Segment Start: EXTRACTED DATA

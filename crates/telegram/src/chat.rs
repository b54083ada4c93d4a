use crate::error::Result;
use async_trait::async_trait;
use serde::{Deserialize, Serialize};
use std::fmt::{self, Display, Formatter};
use std::path::PathBuf;
use std::sync::Arc;

/// Platform-assigned message identifier.
pub type MessageId = i64;

/// Where messages get posted: a numeric chat ID (channels are negative,
/// `-100…`) or a public `@username`.
#[derive(Debug, Clone, PartialEq, Eq, Serialize, Deserialize)]
#[serde(untagged)]
pub enum ChatId {
    Id(i64),
    Username(String),
}

impl Display for ChatId {
    fn fmt(&self, f: &mut Formatter<'_>) -> fmt::Result {
        match self {
            Self::Id(id) => write!(f, "{id}"),
            Self::Username(username) => f.write_str(username),
        }
    }
}

impl From<i64> for ChatId {
    fn from(id: i64) -> Self {
        Self::Id(id)
    }
}

impl From<&str> for ChatId {
    fn from(username: &str) -> Self {
        Self::Username(username.to_string())
    }
}

/// A message as reported back by the platform.
#[derive(Debug, Clone, PartialEq, Eq)]
pub struct Message {
    pub id: MessageId,
    pub text: Option<String>,
}

/// Everything needed to post one audio file.
///
/// The file itself is read from disk on every send, so the same upload can be
/// retried as many times as necessary.
#[derive(Debug, Clone, Default, PartialEq, Eq)]
pub struct AudioUpload {
    pub path: PathBuf,
    /// Name the file is presented under in the chat.
    pub file_name: String,
    pub title: String,
    pub performer: Option<String>,
    /// Whole seconds, `0` if unknown.
    pub duration: u64,
    pub caption: Option<String>,
    /// JPEG thumbnail.
    pub thumbnail: Option<Vec<u8>>,
    pub disable_notification: bool,
}

/// Observer of an upload's progress.
///
/// Called any number of times (including zero) with the number of bytes sent
/// so far and the total size of the file.
pub trait TransferProgress: Send + Sync {
    fn update(&self, transferred: u64, total: u64);
}

/// Unified interface to the destination channel.
///
/// The destination is fixed when the client is constructed.
#[async_trait]
pub trait ChatClient: Send + Sync {
    /// Upload an audio file.
    async fn send_audio(&self, upload: &AudioUpload, progress: Option<Arc<dyn TransferProgress>>) -> Result<Message>;

    /// Post a plain text message. Link previews are disabled.
    async fn send_text(&self, text: &str) -> Result<Message>;

    /// Pin a message without notifying members.
    ///
    /// Returns the ID of the service message ("… pinned a message") the
    /// platform posted as a side effect, if it can be determined.
    async fn pin(&self, message_id: MessageId) -> Result<Option<MessageId>>;

    async fn delete(&self, message_id: MessageId) -> Result<()>;
}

Segment End: EXTRACTED DATA

* TASK BRIEF
All the lines above should appear again in the answer, exactly as written.

* REPLY
filename crates/telegram/src/chat.rs
repository b54083ada4c93d4a
use crate::error::Result;
use async_trait::async_trait;
use serde::{Deserialize, Serialize};
use std::fmt::{self, Display, Formatter};
use std::path::PathBuf;
use std::sync::Arc;

/// Platform-assigned message identifier.
pub type MessageId = i64;

/// Where messages get posted: a numeric chat ID (channels are negative,
/// `-100…`) or a public `@username`.
#[derive(Debug, Clone, PartialEq, Eq, Serialize, Deserialize)]
#[serde(untagged)]
pub enum ChatId {
    Id(i64),
    Username(String),
}

impl Display for ChatId {
    fn fmt(&self, f: &mut Formatter<'_>) -> fmt::Result {
        match self {
            Self::Id(id) => write!(f, "{id}"),
            Self::Username(username) => f.write_str(username),
        }
    }
}

impl From<i64> for ChatId {
    fn from(id: i64) -> Self {
        Self::Id(id)
    }
}

impl From<&str> for ChatId {
    fn from(username: &str) -> Self {
        Self::Username(username.to_string())
    }
}

/// A message as reported back by the platform.
#[derive(Debug, Clone, PartialEq, Eq)]
pub struct Message {
    pub id: MessageId,
    pub text: Option<String>,
}

/// Everything needed to post one audio file.
///
/// The file itself is read from disk on every send, so the same upload can be
/// retried as many times as necessary.
#[derive(Debug, Clone, Default, PartialEq, Eq)]
pub struct AudioUpload {
    pub path: PathBuf,
    /// Name the file is presented under in the chat.
    pub file_name: String,
    pub title: String,
    pub performer: Option<String>,
    /// Whole seconds, `0` if unknown.
    pub duration: u64,
    pub caption: Option<String>,
    /// JPEG thumbnail.
    pub thumbnail: Option<Vec<u8>>,
    pub disable_notification: bool,
}

/// Observer of an upload's progress.
///
/// Called any number of times (including zero) with the number of bytes sent
/// so far and the total size of the file.
pub trait TransferProgress: Send + Sync {
    fn update(&self, transferred: u64, total: u64);
}

/// Unified interface to the destination channel.
///
/// The destination is fixed when the client is constructed.
#[async_trait]
pub trait ChatClient: Send + Sync {
    /// Upload an audio file.
    async fn send_audio(&self, upload: &AudioUpload, progress: Option<Arc<dyn TransferProgress>>) -> Result<Message>;

    /// Post a plain text message. Link previews are disabled.
    async fn send_text(&self, text: &str) -> Result<Message>;

    /// Pin a message without notifying members.
    ///
    /// Returns the ID of the service message ("… pinned a message") the
    /// platform posted as a side effect, if it can be determined.
    async fn pin(&self, message_id: MessageId) -> Result<Option<MessageId>>;

    async fn delete(&self, message_id: MessageId) -> Result<()>;
}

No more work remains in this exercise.